Neuropsychopharmacology Reviews
Neuropsychopharmacology (2009) 34, 90–105; doi:10.1038/npp.2008.150; published online 17 September 2008
Non-Human Primates: Model Animals for Developmental Psychopathology
Eric E Nelson1 and James T Winslow1,2
- 1Mood and Anxiety Disorders Program, Intramural Research Program, National Institute of Mental Health, Bethesda, MD, USA
- 2Non-Human Primate Neurobiology Research Core, Intramural Research Program, National Institute of Mental Health, Bethesda, MD, USA
Correspondence: Dr JT Winslow, Non-Human Primate Neurobiology Research Core, 16701 Elmer School Road, NIHAC 110/121, Dickerson, MD 20842, USA. Tel: +301 451 2198; Fax: +301 480 4626; E-mail: jameswinslow@mail.nih.gov
Received 19 March 2008; Revised 11 July 2008; Accepted 2 August 2008; Published online 17 September 2008.
Abstract
Non-human primates have been used to model psychiatric disease for several decades.
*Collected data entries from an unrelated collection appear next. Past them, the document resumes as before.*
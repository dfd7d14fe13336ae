use criterion::{black_box, criterion_group, criterion_main, BenchmarkId, Criterion};

use wavec::pass::PassId;
use wavec::pipeline::compile_source;

// ── Sample Waveling programs ────────────────────────────────────────────────

const SIMPLE_MIX: &str = r#"
program simple_mix;
external {
  sr: 48000,
  block_size: 128,
  inputs: [ { name: a, width: 1 }, { name: b, width: 1 } ],
  outputs: [ { name: o, width: 1 } ],
  properties: []
}
stage main() {
  a + b -> o;
}
"#;

const FEEDBACK_ECHO: &str = r#"
program feedback_echo;
external {
  sr: 48000,
  block_size: 128,
  inputs: [ { name: dry, width: 1 } ],
  outputs: [ { name: wet, width: 1 } ],
  properties: [ { name: feedback, type: f32, rate: b } ]
}
stage main() {
  buffer line(9600): f32(1);
  cell (fb, fb_next): f32(1);
  delwrite(line, dry + (fb * 0.5f32));
  let tap = delread(line, 4800);
  fb_next <- tap;
  tap -> wet;
}
"#;

/// Generate a program with `n_stages` chained stages, each applying a small
/// arithmetic chain to the previous stage's output.
fn generate_chained_stages(n_stages: usize, ops_per_stage: usize) -> String {
    let mut source = String::new();
    source.push_str(
        "program chain;\nexternal { sr: 48000, block_size: 64, \
         inputs: [ { name: x, width: 1 } ], \
         outputs: [ { name: y, width: 1 } ], properties: [] }\n",
    );

    for s in 0..n_stages {
        source.push_str(&format!("stage s{s}(v = f32(1)) {{\n"));
        let input = if s == 0 {
            "x".to_string()
        } else {
            format!("s{}.outputs.v", s - 1)
        };
        source.push_str(&format!("  let t0 = {input} * 0.5f32;\n"));
        for op in 1..ops_per_stage {
            source.push_str(&format!("  let t{op} = t{} + {op}.0f32;\n", op - 1));
        }
        source.push_str(&format!("  v = t{};\n}}\n", ops_per_stage - 1));
    }

    source.push_str(&format!(
        "stage sink() {{ s{}.outputs.v -> y; }}\n",
        n_stages - 1
    ));
    source
}

// ── Benchmarks ──────────────────────────────────────────────────────────────

fn bench_fixed_programs(c: &mut Criterion) {
    let mut group = c.benchmark_group("compile_fixed");
    for (name, source) in [("simple_mix", SIMPLE_MIX), ("feedback_echo", FEEDBACK_ECHO)] {
        group.bench_function(name, |bencher| {
            bencher.iter(|| {
                let state =
                    compile_source(black_box(source), PassId::Emit).expect("parses");
                assert!(!state.has_error);
                black_box(state.ir)
            });
        });
    }
    group.finish();
}

fn bench_chained_stages(c: &mut Criterion) {
    let mut group = c.benchmark_group("compile_chained_stages");
    for n_stages in [4usize, 16, 64] {
        let source = generate_chained_stages(n_stages, 8);
        group.bench_with_input(
            BenchmarkId::from_parameter(n_stages),
            &source,
            |bencher, source| {
                bencher.iter(|| {
                    let state =
                        compile_source(black_box(source), PassId::Emit).expect("parses");
                    assert!(!state.has_error);
                    black_box(state.ir)
                });
            },
        );
    }
    group.finish();
}

fn bench_parse_only(c: &mut Criterion) {
    let source = generate_chained_stages(32, 8);
    c.bench_function("parse_only_32_stages", |bencher| {
        bencher.iter(|| black_box(wavec::parser::parse(black_box(&source))));
    });
}

criterion_group!(
    benches,
    bench_fixed_programs,
    bench_chained_stages,
    bench_parse_only
);
criterion_main!(benches);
The success of this paradigm has issued from comparable cognitive skills, brain morphology, and social complexity in adult monkeys and humans. Recently, interest in biological psychiatry has focused on similar brain, social, and emotional developmental processes in monkeys. In part, this is related to evidence that early postnatal experiences in human development may have profound implications for subsequent mental health. Non-human primate studies of postnatal phenomenon have generally fallen into three basic categories: experiential manipulation (largely manipulations of rearing), pharmacological manipulation (eg drug-induced psychosis), and anatomical localization (defined by strategic surgical damage). Although these efforts have been very informative each of them has certain limitations. In this review we highlight general findings from the non-human primate postnatal developmental literature and their implications for primate models in psychiatry. We argue that primates are uniquely capable of uncovering interactions between genes, environmental challenges, and development resulting in altered risk for psychopathology.